INFORMATION SHOWN:

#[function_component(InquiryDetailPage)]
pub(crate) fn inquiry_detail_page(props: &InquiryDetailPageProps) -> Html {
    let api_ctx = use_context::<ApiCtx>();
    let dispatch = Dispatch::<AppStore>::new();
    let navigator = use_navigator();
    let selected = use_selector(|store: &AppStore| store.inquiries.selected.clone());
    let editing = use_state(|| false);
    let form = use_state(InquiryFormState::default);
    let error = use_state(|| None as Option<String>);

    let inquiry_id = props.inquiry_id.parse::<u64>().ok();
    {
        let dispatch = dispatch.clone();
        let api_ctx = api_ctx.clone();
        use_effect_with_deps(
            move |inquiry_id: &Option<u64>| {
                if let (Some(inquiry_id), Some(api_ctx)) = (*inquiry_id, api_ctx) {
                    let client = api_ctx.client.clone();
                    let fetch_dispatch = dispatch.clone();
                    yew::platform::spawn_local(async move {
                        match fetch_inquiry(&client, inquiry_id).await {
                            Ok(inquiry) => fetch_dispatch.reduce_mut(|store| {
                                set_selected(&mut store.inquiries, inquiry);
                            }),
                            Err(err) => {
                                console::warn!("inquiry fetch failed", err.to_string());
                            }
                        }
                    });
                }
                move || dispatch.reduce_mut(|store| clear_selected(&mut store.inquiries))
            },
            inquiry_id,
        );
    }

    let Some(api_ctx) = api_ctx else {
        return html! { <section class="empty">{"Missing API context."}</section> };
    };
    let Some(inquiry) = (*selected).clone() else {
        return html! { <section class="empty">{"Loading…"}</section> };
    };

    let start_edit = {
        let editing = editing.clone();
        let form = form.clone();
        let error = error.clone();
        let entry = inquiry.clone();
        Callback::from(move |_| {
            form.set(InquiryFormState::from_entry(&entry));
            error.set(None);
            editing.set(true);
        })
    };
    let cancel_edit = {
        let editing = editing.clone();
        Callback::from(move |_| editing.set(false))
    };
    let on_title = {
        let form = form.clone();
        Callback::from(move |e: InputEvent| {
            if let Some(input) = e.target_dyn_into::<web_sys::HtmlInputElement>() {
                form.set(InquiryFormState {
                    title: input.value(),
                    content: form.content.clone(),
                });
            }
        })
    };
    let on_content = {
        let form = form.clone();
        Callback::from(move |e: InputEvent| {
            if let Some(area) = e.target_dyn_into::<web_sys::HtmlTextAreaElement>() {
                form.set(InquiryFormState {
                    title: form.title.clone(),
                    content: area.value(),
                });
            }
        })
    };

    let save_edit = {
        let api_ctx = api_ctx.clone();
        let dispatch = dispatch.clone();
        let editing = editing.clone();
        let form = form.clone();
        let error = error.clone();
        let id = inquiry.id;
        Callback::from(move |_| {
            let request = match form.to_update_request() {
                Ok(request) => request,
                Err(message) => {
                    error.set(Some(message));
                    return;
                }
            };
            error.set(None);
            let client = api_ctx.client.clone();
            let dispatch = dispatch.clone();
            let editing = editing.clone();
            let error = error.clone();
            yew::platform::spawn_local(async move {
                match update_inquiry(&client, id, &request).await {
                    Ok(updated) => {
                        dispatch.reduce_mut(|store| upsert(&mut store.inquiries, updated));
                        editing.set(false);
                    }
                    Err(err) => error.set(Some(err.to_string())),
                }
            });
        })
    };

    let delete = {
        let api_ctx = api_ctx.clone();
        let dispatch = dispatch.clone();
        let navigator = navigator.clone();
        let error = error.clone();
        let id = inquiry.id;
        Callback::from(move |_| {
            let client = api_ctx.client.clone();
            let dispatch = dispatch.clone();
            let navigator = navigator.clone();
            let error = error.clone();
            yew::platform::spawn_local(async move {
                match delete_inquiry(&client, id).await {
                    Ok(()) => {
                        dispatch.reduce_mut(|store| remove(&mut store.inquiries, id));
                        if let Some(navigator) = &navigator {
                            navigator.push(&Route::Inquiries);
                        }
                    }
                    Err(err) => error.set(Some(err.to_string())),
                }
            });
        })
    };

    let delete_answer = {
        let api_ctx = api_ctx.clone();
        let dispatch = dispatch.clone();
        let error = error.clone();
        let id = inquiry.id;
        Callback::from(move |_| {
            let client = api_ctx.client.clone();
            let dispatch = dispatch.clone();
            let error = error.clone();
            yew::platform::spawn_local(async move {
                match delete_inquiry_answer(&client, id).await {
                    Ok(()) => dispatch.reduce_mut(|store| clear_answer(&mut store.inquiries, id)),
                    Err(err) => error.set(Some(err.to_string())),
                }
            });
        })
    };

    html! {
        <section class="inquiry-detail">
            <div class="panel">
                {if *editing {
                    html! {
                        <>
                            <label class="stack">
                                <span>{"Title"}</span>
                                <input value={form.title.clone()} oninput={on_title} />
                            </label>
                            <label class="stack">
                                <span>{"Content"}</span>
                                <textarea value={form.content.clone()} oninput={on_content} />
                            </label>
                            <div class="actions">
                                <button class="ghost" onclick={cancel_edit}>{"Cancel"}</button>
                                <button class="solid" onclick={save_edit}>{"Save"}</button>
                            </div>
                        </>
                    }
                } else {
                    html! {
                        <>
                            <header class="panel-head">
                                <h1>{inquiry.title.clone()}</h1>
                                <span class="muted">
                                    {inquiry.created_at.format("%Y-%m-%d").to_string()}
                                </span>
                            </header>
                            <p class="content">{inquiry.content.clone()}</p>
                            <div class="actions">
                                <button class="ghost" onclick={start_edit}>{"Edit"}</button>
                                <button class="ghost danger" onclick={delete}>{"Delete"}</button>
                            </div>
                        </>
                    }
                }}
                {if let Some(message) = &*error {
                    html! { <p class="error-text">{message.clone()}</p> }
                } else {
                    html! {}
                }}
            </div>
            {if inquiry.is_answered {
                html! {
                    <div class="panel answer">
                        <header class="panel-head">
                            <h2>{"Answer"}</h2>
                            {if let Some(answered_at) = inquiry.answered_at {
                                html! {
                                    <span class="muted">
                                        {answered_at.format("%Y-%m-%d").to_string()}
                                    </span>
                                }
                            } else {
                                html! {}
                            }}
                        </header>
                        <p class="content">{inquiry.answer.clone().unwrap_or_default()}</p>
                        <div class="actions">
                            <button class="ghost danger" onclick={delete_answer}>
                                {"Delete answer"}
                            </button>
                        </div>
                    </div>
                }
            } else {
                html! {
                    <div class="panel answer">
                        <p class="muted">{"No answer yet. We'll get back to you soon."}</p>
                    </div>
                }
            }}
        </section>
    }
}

REQUIRED ACTION:
Using the listing above, return all lines where the word "navigator" occurs.

ANSWER SECTION:
    let navigator = use_navigator();
        let navigator = navigator.clone();
            let navigator = navigator.clone();
                        if let Some(navigator) = &navigator {
                            navigator.push(&Route::Inquiries);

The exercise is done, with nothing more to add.